_TO DO_
What lines of the data hold the string "kinds"? Copy them all.

_AVAILABLE RECORDS_
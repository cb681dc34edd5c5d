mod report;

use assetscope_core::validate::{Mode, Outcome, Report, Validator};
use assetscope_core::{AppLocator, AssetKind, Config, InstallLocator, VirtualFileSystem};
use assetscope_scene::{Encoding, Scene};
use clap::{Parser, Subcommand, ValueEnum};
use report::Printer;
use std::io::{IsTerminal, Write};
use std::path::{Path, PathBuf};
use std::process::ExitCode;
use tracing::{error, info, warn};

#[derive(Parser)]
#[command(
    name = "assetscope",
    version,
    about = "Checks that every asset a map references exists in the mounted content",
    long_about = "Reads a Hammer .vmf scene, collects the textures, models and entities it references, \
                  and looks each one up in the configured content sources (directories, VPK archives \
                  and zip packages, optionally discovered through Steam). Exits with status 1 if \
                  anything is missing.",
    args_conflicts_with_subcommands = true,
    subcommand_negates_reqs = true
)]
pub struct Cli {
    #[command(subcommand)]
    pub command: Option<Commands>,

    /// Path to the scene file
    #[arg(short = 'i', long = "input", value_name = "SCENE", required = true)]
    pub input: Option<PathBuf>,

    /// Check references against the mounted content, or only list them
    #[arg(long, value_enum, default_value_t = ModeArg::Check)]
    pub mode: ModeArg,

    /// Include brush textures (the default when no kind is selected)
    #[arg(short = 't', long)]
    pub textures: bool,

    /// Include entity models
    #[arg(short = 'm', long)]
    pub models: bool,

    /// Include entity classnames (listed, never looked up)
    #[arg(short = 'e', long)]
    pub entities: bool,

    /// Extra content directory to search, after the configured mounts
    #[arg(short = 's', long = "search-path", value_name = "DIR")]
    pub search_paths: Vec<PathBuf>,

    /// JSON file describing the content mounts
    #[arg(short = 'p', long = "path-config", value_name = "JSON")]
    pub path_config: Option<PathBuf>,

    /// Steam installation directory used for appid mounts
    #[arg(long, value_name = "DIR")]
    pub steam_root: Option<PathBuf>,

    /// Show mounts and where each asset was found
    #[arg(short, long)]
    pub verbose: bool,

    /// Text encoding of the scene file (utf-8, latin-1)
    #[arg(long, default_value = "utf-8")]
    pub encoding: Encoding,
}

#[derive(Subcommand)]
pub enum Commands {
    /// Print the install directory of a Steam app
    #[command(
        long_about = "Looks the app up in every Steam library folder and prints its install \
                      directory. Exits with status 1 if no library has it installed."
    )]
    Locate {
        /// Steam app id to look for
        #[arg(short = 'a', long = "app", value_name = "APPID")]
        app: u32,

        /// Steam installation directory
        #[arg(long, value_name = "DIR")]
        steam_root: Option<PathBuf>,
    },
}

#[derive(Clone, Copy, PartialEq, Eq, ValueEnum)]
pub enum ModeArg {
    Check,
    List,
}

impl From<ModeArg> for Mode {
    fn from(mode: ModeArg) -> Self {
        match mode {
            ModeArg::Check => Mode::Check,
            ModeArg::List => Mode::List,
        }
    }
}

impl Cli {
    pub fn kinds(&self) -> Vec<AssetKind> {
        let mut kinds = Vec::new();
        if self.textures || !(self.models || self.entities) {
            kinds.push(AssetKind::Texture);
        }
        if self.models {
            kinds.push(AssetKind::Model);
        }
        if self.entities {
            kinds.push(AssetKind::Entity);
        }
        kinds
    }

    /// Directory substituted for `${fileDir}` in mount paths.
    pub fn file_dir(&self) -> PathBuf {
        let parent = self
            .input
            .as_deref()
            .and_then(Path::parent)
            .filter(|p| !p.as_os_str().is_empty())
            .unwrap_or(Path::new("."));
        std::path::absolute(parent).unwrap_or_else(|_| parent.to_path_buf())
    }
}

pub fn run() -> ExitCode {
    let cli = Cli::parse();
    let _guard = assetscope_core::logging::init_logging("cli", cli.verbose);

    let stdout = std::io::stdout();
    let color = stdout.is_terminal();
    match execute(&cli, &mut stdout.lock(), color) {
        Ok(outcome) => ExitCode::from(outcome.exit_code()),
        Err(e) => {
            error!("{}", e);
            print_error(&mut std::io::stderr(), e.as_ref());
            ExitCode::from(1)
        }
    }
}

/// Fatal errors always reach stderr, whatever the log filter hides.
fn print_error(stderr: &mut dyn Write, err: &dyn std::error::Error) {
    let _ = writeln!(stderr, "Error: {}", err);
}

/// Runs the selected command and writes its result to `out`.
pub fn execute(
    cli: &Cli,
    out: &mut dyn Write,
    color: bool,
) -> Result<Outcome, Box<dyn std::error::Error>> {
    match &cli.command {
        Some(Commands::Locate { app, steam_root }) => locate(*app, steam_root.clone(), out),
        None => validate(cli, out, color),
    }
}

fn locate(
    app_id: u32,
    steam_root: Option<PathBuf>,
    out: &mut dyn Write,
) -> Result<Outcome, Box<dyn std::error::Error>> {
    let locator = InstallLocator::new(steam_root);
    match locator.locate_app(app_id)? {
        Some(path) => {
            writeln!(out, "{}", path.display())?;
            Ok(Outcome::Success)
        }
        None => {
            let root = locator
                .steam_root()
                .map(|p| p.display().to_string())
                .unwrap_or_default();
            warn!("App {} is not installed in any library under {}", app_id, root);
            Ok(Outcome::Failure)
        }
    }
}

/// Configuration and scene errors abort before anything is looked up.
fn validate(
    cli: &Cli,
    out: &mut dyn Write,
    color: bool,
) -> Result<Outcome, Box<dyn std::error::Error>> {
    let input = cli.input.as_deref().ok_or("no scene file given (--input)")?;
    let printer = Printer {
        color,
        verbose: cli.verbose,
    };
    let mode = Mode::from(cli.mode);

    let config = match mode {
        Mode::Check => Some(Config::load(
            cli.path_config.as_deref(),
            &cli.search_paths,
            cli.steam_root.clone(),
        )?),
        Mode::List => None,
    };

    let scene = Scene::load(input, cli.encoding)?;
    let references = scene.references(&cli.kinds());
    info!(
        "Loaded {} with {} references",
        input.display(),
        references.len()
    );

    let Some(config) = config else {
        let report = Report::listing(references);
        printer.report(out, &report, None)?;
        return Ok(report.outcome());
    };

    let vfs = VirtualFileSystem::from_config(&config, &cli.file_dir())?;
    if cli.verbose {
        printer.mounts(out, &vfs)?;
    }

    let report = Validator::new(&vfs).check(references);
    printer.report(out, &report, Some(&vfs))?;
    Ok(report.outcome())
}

---

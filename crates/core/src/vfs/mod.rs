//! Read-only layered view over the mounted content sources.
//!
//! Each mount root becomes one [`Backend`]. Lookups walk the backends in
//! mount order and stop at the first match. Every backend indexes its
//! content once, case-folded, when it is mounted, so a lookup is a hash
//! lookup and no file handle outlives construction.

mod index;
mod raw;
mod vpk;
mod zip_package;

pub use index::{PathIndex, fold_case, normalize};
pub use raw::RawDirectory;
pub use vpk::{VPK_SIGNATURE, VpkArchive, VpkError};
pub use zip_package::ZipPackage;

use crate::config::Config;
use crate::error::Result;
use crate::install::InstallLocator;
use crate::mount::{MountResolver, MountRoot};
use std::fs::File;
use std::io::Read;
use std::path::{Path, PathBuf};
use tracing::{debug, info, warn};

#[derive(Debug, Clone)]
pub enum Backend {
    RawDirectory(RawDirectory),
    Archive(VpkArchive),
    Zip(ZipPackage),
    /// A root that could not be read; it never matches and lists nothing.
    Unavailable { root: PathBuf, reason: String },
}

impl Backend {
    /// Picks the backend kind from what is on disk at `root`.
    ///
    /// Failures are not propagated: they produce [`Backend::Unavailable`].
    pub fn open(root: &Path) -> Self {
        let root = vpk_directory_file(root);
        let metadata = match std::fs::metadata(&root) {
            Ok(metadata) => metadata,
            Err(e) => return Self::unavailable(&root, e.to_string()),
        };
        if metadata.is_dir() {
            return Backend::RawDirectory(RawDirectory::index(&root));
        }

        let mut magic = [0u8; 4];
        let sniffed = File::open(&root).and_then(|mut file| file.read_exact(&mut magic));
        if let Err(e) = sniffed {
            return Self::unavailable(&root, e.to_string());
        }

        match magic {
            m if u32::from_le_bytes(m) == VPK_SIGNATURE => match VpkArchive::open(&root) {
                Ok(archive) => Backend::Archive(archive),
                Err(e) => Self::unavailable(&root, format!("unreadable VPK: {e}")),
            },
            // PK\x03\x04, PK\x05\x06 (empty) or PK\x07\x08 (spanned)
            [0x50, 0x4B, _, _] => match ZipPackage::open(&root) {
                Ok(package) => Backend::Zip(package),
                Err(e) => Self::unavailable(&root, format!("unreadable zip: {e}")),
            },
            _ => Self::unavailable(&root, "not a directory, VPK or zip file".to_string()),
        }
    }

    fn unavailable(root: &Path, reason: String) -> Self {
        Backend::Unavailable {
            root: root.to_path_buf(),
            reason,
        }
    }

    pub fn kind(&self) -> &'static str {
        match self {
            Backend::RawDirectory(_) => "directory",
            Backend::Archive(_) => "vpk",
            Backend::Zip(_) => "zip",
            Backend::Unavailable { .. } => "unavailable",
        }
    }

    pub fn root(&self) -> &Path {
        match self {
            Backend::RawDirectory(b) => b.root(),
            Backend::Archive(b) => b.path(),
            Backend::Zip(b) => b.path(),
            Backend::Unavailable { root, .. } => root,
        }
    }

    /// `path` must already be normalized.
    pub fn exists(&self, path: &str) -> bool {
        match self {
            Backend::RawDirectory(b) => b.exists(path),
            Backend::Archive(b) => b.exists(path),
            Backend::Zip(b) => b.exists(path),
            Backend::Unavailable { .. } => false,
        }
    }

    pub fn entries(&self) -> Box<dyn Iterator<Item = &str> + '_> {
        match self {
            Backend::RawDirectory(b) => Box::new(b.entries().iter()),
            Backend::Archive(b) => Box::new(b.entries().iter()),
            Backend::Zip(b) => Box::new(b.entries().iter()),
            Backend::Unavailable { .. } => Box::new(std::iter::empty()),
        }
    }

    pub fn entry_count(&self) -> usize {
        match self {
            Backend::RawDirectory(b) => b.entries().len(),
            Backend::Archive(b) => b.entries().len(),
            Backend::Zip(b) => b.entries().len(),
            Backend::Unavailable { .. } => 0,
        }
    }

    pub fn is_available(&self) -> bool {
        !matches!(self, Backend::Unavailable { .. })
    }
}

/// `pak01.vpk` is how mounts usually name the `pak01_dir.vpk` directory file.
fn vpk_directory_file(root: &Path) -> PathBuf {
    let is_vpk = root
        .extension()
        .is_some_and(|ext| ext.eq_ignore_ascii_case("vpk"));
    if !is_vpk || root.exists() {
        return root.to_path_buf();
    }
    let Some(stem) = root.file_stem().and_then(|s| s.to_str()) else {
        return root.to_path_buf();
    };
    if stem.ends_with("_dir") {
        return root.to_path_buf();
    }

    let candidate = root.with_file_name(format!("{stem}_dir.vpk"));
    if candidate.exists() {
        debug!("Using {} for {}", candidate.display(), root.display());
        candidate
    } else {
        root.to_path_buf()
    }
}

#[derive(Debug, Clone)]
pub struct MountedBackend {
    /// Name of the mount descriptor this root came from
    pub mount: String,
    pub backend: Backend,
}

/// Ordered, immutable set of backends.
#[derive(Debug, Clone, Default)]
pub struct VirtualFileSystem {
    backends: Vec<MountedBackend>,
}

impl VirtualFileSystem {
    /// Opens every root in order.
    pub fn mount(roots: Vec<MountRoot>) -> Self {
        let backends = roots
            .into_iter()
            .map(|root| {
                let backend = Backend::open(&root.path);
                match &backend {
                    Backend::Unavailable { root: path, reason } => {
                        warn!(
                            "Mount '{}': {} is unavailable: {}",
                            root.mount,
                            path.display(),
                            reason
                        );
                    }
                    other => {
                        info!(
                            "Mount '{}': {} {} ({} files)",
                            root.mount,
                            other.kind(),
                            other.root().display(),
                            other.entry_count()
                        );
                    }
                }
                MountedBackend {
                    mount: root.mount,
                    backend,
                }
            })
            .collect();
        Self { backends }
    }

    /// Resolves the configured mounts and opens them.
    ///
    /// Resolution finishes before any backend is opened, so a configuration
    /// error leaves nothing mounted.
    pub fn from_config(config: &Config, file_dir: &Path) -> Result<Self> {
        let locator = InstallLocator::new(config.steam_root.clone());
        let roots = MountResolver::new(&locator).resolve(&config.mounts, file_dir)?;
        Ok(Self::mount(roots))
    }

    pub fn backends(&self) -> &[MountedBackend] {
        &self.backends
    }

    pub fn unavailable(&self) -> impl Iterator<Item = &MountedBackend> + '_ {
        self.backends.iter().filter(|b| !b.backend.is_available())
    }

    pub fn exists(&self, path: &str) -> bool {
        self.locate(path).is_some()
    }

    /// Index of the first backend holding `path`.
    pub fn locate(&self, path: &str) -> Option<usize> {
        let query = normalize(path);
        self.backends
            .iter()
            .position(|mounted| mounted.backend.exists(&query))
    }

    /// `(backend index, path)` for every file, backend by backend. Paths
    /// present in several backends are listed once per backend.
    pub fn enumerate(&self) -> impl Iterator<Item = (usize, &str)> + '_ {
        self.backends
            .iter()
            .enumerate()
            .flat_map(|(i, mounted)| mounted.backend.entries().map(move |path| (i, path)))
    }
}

_RESULT OF THE TASK_
    pub fn kinds(&self) -> Vec<AssetKind> {
        let mut kinds = Vec::new();
            kinds.push(AssetKind::Texture);
            kinds.push(AssetKind::Model);
            kinds.push(AssetKind::Entity);
        kinds
    let references = scene.references(&cli.kinds());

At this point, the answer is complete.